Der Präsident traf sich in der Stadt Calexico mit Mitarbeitern der US-Grenzschutzbehörde, die klagten, der Zustrom von Migranten sei nicht zu bewältigen. Die Kapazitäten seien erschöpft.

Trump sagte, in den kommenden Monaten würden viele neue Grenzbarrieren errichtet. Er sprach erneut von einem Notstand an der Grenze und beklagte schwere Mängel im Einwanderungssystem der USA.

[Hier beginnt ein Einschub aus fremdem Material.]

//! Driven port for the admin set.
//!
//! Admin privilege is membership in a set of profiles, never a field on the
//! profile itself.

use async_trait::async_trait;

use crate::domain::UserId;

use super::define_port_error;

define_port_error! {
    /// Errors raised by admin registry adapters.
    pub enum AdminRegistryError {
        /// Registry connection could not be established.
        Connection { message: String } => "admin registry connection failed: {message}",
        /// Query or mutation failed during execution.
        Query { message: String } => "admin registry query failed: {message}",
        /// The profile to grant does not exist.
        UnknownUser { id: i64 } => "user {id} does not exist",
    }
}

/// Membership operations on the admin set.
#[cfg_attr(test, mockall::automock)]
#[async_trait]
pub trait AdminRegistry: Send + Sync {
    /// Whether `user` belongs to the set.
    async fn is_admin(&self, user: UserId) -> Result<bool, AdminRegistryError>;

    /// Add `user` to the set. Returns `false` when already a member.
    async fn grant(&self, user: UserId) -> Result<bool, AdminRegistryError>;

    /// Remove `user` from the set. Returns `false` when not a member.
    async fn revoke(&self, user: UserId) -> Result<bool, AdminRegistryError>;
}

Personalkarussell Weißes Haus - wen feuert Donald Trump als nächstes?

5. April: Trump droht Mexiko mit Autozöllen, wenn sie nicht für Grenzsicherheit sorgen

Im Dauerstreit zwischen Mexiko und US-Präsident Donald Trump droht dieser dem südlichen Nachbarn nun mit der Verhängung von Autozöllen statt mit einer baldigen Grenzschließung. Trump sagte im Weißen Haus, Mexikos Regierung müsse sowohl Migranten aufhalten, die in die USA wollten, als auch den Drogenschmuggel in die Vereinigten Staaten stoppen. Trump setzte Mexiko dafür eine Frist von einem Jahr. Wenn Mexiko bis dahin nicht entsprechende Schritte unternommen habe, "dann werden wir ihre Autos mit Zöllen belegen", kündigte er an. "Wenn das nicht funktioniert, werden wir die Grenze schließen."

Trump gab sich entschlossen, seine Ankündigung auch in die Tat umzusetzen: "Ich werde das tun. Ich spiele keine Spiele." Ursprünglich hatte er damit gedroht, bereits in dieser Woche die Grenze zwischen beiden Ländern dichtzumachen, wenn die mexikanische Regierung ihr Vorgehen gegen illegale Einwanderer, die durch das Land in die USA wollten, nicht deutlich verstärkt. 

"Aus diesem Grund Autozölle zu verhängen, wäre eine schwere Verletzung bestehender Handelsregeln. Außerdem wäre es sehr teuer für US-Autobauer und die Kunden", sagte der Leiter des Mexiko-Instituts an der Forschungsstelle Wilson Center, Duncan Wood. Die mexikanische Innenministerin Olga Sánchez Cordero kündigte an, die Kontrollen im Süden Mexikos zu verstärken, um die Menschen aus Mittelamerika auf ihrem Weg Richtung USA zu stoppen. Eine Schließung der Grenze würde für beide Länder schwere wirtschaftliche Konsequenzen nach sich ziehen.